By contrast, it will spend $33.2 billion on “Farm, Conservation and Commodity Programs” this fiscal year, or one-third of what SNAP, School Lunch, and WIC will cost.

Little wonder, then, why so many food advocates often mumble about renaming the Department of Agriculture to something like Department of Food, Nutrition and Agriculture.

Despite farm programs taking a back seat to assistance programs, six of USDA’s seven 2021 “strategic goals” have little-to-nothing to do with its biggest program and its biggest cost, food aid.

It’s not that the six — which include areas like farm production, ag exports and rural development — aren’t important; they absolutely are. There is, after all, no life without food and little food without farmers, ranchers, and rural America.

Still, many of USDA’s current “strategic” goals sound like something out of the 1970s — “Maximize the ability of American agricultural producers to prosper by feeding and clothing the world” — rather than a hard focus on how to sustainably grow more food in an infinitely more complex environment and increasingly competitive world market.

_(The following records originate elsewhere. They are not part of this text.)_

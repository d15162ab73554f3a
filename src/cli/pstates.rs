use std::path::Path;

use anyhow::{bail, Context, Result};

use powercap::{FrequencyTable, PowercapConfig};

// READ-ONLY: NEVER TOUCHES THE GOVERNOR
pub fn run_pstates(sysfs_root: &Path, config: Option<&Path>) -> Result<()> {
    let avail = sysfs_root.join("devices/system/cpu/cpu0/cpufreq/scaling_available_frequencies");

    let table = match std::fs::read_to_string(&avail) {
        Ok(text) => FrequencyTable::parse(&text)
            .with_context(|| format!("parsing {}", avail.display()))?,
        Err(_) => {
            let Some(path) = config else {
                bail!("{} missing; pass --config for the MIN/MAX_CPU_FREQ range", avail.display());
            };
            let text = std::fs::read_to_string(path)
                .with_context(|| format!("reading {}", path.display()))?;
            let cfg = PowercapConfig::parse(&text)?;
            FrequencyTable::from_range(cfg.min_cpu_freq, cfg.max_cpu_freq, cfg.boost_disabled)?
        }
    };

    println!("{:<8} {:<10} {:<10}", "PSTATE", "KHZ", "MHZ");
    println!("{}", "-".repeat(28));
    for (p, khz) in table.iter() {
        println!("{:<8} {:<10} {:<10.0}", p, khz, khz as f64 / 1000.0);
    }
    println!("MAX P-STATE: {}", table.max_pstate());
    Ok(())
}
/// A customer reply delivered to a paused session.
#[derive(Debug, Clone, Default, PartialEq, Eq)]
pub struct Reply {
    pub text: String,
    pub button_id: Option<String>,
}

impl Reply {
    pub fn text(text: impl Into<String>) -> Self {
        Self {
            text: text.into(),
            button_id: None,
        }
    }

    pub fn button(id: impl Into<String>) -> Self {
        Self {
            text: String::new(),
            button_id: Some(id.into()),
        }
    }
}

/// The collaborators node handlers reach through.
#[derive(Clone)]
pub struct Effects {
    pub sink: Arc<dyn MessageSink>,
    pub variables: Arc<dyn VariablePatch>,
    pub http: Arc<dyn HttpFetch>,
    pub script: Arc<dyn ScriptEval>,
    pub queues: Arc<dyn QueueDirectory>,
    pub sessions: Arc<dyn SessionStore>,
    pub schedules: Arc<dyn ScheduleCatalogue>,
    pub templates: Arc<dyn TemplateCatalogue>,
    pub clock: Arc<dyn Clock>,
}

enum Step {
    Next(String),
    Halt(Outcome),
}

/// Walks a published graph for one session at a time.
///
/// The executor holds no per-session state; callers pass the session's
/// variables in and must serialise calls for the same session.
pub struct FlowExecutor {
    effects: Effects,
    engine: EngineConfig,
    messages: MessagesConfig,
}

impl FlowExecutor {
    pub fn new(effects: Effects, engine: EngineConfig, messages: MessagesConfig) -> Self {
        Self {
            effects,
            engine,
            messages,
        }
    }

    pub fn effects(&self) -> &Effects {
        &self.effects
    }

    pub fn messages(&self) -> &MessagesConfig {
        &self.messages
    }

    /// Execute nodes starting at `node_id` until a suspension point, a
    /// terminal node, or the step budget runs out.
    pub async fn advance(
        &self,
        graph: &FlowGraph,
        node_id: &str,
        sid: &SessionId,
        vars: &mut Variables,
    ) -> Result<Outcome> {
        if graph.node(node_id).is_none() {
            return Err(FlowdeskError::NodeNotFound(node_id.to_string()));
        }

        let mut current = node_id.to_string();
        for _ in 0..self.engine.step_budget.max(1) {
            let node = match graph.node(&current) {
                Some(n) => n,
                None => {
                    warn!(session = %sid, node_id = %current, "Edge target vanished, stalling");
                    return Ok(Outcome::Stalled(current));
                }
            };

            debug!(session = %sid, node_id = %node.id, kind = node.kind.name(), "Executing node");

            match self.step(graph, node, sid, vars).await? {
                Step::Next(next) => current = next,
                Step::Halt(outcome) => {
                    if let Outcome::Stalled(ref at) = outcome {
                        warn!(session = %sid, node_id = %at, "No edge to follow, flow stalled");
                    }
                    return Ok(outcome);
                }
            }
        }

        debug!(session = %sid, node_id = %current, "Step budget exhausted");
        Ok(Outcome::ContinuedTo(current))
    }

    /// Continue a session paused at an input or template node.
    ///
    /// A template reply that selects none of the offered buttons leaves the
    /// session paused where it was.
    pub async fn resume(
        &self,
        graph: &FlowGraph,
        pending: &str,
        sid: &SessionId,
        vars: &mut Variables,
        reply: &Reply,
    ) -> Result<Outcome> {
        let node = graph
            .node(pending)
            .ok_or_else(|| FlowdeskError::NodeNotFound(pending.to_string()))?;

        let next = match &node.kind {
            NodeKind::Input { variable, .. } => {
                let answer = match (&reply.button_id, reply.text.is_empty()) {
                    (Some(button), true) => button.clone(),
                    _ => reply.text.clone(),
                };
                self.patch(sid, vars, HashMap::from([(variable.clone(), answer)]))
                    .await?;
                graph.next(&node.id)
            }
            NodeKind::Template { template_id } => {
                let chosen = self
                    .effects
                    .templates
                    .get(template_id)
                    .and_then(|t| chosen_button(&t.buttons, reply));
                match chosen {
                    Some(button) => {
                        debug!(session = %sid, node_id = %node.id, button = %button, "Button selected");
                        graph.branch(&node.id, &button)
                    }
                    None => return Ok(Outcome::Paused(node.id.clone())),
                }
            }
            other => {
                warn!(session = %sid, node_id = %node.id, kind = other.name(), "Reply for a node that does not wait");
                return Ok(Outcome::Stalled(node.id.clone()));
            }
        };

        match next {
            Some(target) => self.advance(graph, target, sid, vars).await,
            None => Ok(Outcome::Stalled(node.id.clone())),
        }
    }

    async fn step(
        &self,
        graph: &FlowGraph,
        node: &Node,
        sid: &SessionId,
        vars: &mut Variables,
    ) -> Result<Step> {
        match &node.kind {
            NodeKind::Start { text } => {
                if let Some(text) = text.as_deref().filter(|t| !is_placeholder_start(t)) {
                    self.say(sid, vars.interpolate(text)).await?;
                }
                Ok(follow(graph, node))
            }

            NodeKind::Message { text } => {
                self.say(sid, vars.interpolate(text)).await?;
                Ok(follow(graph, node))
            }

            NodeKind::Input { text, .. } => {
                self.say(sid, vars.interpolate(text)).await?;
                Ok(Step::Halt(Outcome::Paused(node.id.clone())))
            }

            NodeKind::SetValue { variable, value } => {
                let value = vars.interpolate(value);
                self.patch(sid, vars, HashMap::from([(variable.clone(), value)]))
                    .await?;
                Ok(follow(graph, node))
            }

            NodeKind::Condition { rules } => Ok(self.branch_on_rules(graph, node, rules, vars)),

            NodeKind::Anchor { .. } => Ok(follow(graph, node)),

            NodeKind::Goto { target } => {
                if graph.node(target).is_some() {
                    Ok(Step::Next(target.clone()))
                } else {
                    warn!(session = %sid, node_id = %node.id, target = %target, "Jump target not found");
                    Ok(Step::Halt(Outcome::Stalled(node.id.clone())))
                }
            }

            NodeKind::HttpRequest { url, mappings } => {
                let url = vars.interpolate(url);
                match self.fetch(&url, mappings).await {
                    Ok(patch) => {
                        if !patch.is_empty() {
                            self.patch(sid, vars, patch).await?;
                        }
                    }
                    Err(e) => {
                        warn!(session = %sid, node_id = %node.id, url = %url, error = %e, "HTTP request failed");
                        self.say(sid, self.messages.http_failure.clone()).await?;
                    }
                }
                Ok(follow(graph, node))
            }

            NodeKind::Script { script } => {
                let result = self
                    .effects
                    .script
                    .run(vars.data().clone(), script.clone())
                    .await;
                match result {
                    Ok(bag) => self.patch(sid, vars, bag).await?,
                    Err(e) => {
                        error!(session = %sid, node_id = %node.id, error = %e, "Script failed");
                        self.say(sid, self.messages.script_failure.clone()).await?;
                    }
                }
                Ok(follow(graph, node))
            }

            NodeKind::Delay { seconds } => match graph.next(&node.id) {
                Some(next) => Ok(Step::Halt(Outcome::Delayed {
                    node: node.id.clone(),
                    next: next.to_string(),
                    duration: Duration::from_secs(*seconds),
                })),
                None => Ok(Step::Halt(Outcome::Stalled(node.id.clone()))),
            },

            NodeKind::Schedule { schedule_id } => {
                let inside = match self.effects.schedules.get(schedule_id) {
                    Some(group) => {
                        let now = schedule::local_time(
                            self.effects.clock.now(),
                            self.engine.utc_offset_hours,
                        );
                        schedule::is_open(&group, now)
                    }
                    None => {
                        warn!(session = %sid, node_id = %node.id, schedule = %schedule_id, "Unknown schedule, treating as closed");
                        false
                    }
                };
                let handle = if inside { HANDLE_INSIDE } else { HANDLE_OUTSIDE };
                debug!(session = %sid, node_id = %node.id, handle, "Schedule evaluated");
                Ok(match graph.branch(&node.id, handle) {
                    Some(next) => Step::Next(next.to_string()),
                    None => Step::Halt(Outcome::Stalled(node.id.clone())),
                })
            }

            NodeKind::Template { template_id } => match self.effects.templates.get(template_id) {
                Some(template) => {
                    let msg = NewMessage::bot_with_buttons(
                        vars.interpolate(&template.text),
                        template.buttons.clone(),
                    );
                    self.effects.sink.append(sid, msg).await?;
                    Ok(Step::Halt(Outcome::Paused(node.id.clone())))
                }
                None => {
                    warn!(session = %sid, node_id = %node.id, template = %template_id, "Unknown template");
                    Ok(Step::Halt(Outcome::Stalled(node.id.clone())))
                }
            },

            NodeKind::Queue { queue } => {
                self.say(sid, self.messages.queue_transfer.replace("{queue}", queue))
                    .await?;
                let available = match self.effects.queues.has_eligible_operator(queue).await {
                    Ok(available) => available,
                    Err(e) => {
                        warn!(session = %sid, queue = %queue, error = %e, "Queue lookup failed");
                        false
                    }
                };
                if available {
                    self.effects
                        .sessions
                        .transfer(sid, Some(queue.clone()), None)
                        .await?;
                    info!(session = %sid, queue = %queue, "Session queued");
                    Ok(Step::Halt(Outcome::Queued(queue.clone())))
                } else {
                    info!(session = %sid, queue = %queue, "Queue unavailable");
                    self.say(sid, self.messages.queue_unavailable.replace("{queue}", queue))
                        .await?;
                    Ok(Step::Halt(Outcome::Terminated))
                }
            }

            NodeKind::End { text } => {
                self.say(sid, self.closing_text(text.as_deref(), vars)).await?;
                Ok(Step::Halt(Outcome::Terminated))
            }

            NodeKind::Final { text } => {
                self.say(sid, self.closing_text(text.as_deref(), vars)).await?;
                self.effects
                    .sessions
                    .close(sid, Closer::Flow, self.messages.closed.clone())
                    .await?;
                info!(session = %sid, node_id = %node.id, "Session closed by flow");
                Ok(Step::Halt(Outcome::Terminated))
            }
        }
    }

    /// First matching rule with an edge wins, then `else`.
    fn branch_on_rules(
        &self,
        graph: &FlowGraph,
        node: &Node,
        rules: &[ConditionRule],
        vars: &Variables,
    ) -> Step {
        for rule in rules {
            let value = vars.get(&rule.variable).unwrap_or("");
            if !condition::matches(value, rule.operator, &rule.value) {
                continue;
            }
            match graph.branch(&node.id, &rule.id) {
                Some(next) => {
                    debug!(node_id = %node.id, rule = %rule.id, "Condition matched");
                    return Step::Next(next.to_string());
                }
                None => debug!(node_id = %node.id, rule = %rule.id, "Matched rule has no edge"),
            }
        }

        match graph.branch(&node.id, HANDLE_ELSE) {
            Some(next) => Step::Next(next.to_string()),
            None => Step::Halt(Outcome::Stalled(node.id.clone())),
        }
    }

    async fn fetch(
        &self,
        url: &str,
        mappings: &[ResponseMapping],
    ) -> Result<HashMap<String, String>> {
        let response = self.effects.http.get(url.to_string()).await?;
        if !response.ok {
            return Err(FlowdeskError::Http(format!("status {}", response.status)));
        }

        let mut patch = HashMap::new();
        if mappings.is_empty() {
            return Ok(patch);
        }

        let body: serde_json::Value = serde_json::from_str(&response.body)?;
        for mapping in mappings {
            if mapping.variable.is_empty() {
                continue;
            }
            if let Some(value) = lookup(&body, &mapping.json_path).and_then(stringify) {
                patch.insert(mapping.variable.clone(), value);
            }
        }
        Ok(patch)
    }

    async fn say(&self, sid: &SessionId, text: String) -> Result<()> {
        if text.trim().is_empty() {
            return Ok(());
        }
        self.effects.sink.append(sid, NewMessage::bot(text)).await?;
        Ok(())
    }

    async fn patch(
        &self,
        sid: &SessionId,
        vars: &mut Variables,
        patch: HashMap<String, String>,
    ) -> Result<()> {
        let merged = self.effects.variables.apply(sid, patch).await?;
        vars.replace(merged);
        Ok(())
    }

    fn closing_text(&self, text: Option<&str>, vars: &Variables) -> String {
        match text.filter(|t| !t.trim().is_empty()) {
            Some(t) => vars.interpolate(t),
            None => self.messages.closing.clone(),
        }
    }
}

And that’s true whether or not you overlook USDA’s own “customer” — the favorite metric of current Secretary Sonny Perdue — numbers that show, at best, farm programs (like crop insurance, direct subsidies, etc.) impact about 5 million Americans every year while SNAP, the School Lunch Program, and WIC are used by a whopping 71.4 million Americans, most daily.

None of this comes as a surprise to farmers, ranchers or most ag organizations that have fought to keep a “farmer” in charge of USDA despite rising consumer and food aid dominance.

Now, however, they face a change they’ve known was coming for decades. Congresswoman Marcia Fudge, a 20-year veteran of the House Ag Committee, an attorney and former prosecutor, the first Black mayor of Warrensville, Ohio, and a noted expert on child nutrition and food aid programs, is angling to the be the next secretary of agriculture.

If government experience, farm policymaking, and expertise in USDA’s largest program area are any measures, Fudge is a highly qualified candidate. Any shortcoming on, say, the inner workings of crop insurance or the Forest Service, can be addressed as they have been by every past secretary: choosing area specialists as undersecretaries or deputy undersecretaries.

Will Marcia Fudge be the next secretary of agriculture?

On the face of it, she should be a shoo-in; her resume, expertise and politics perfectly align with what USDA needs and what Joe Biden, the president-elect, preaches. It would, however, be a bold choice.

Are we as a nation and we in agriculture that bold?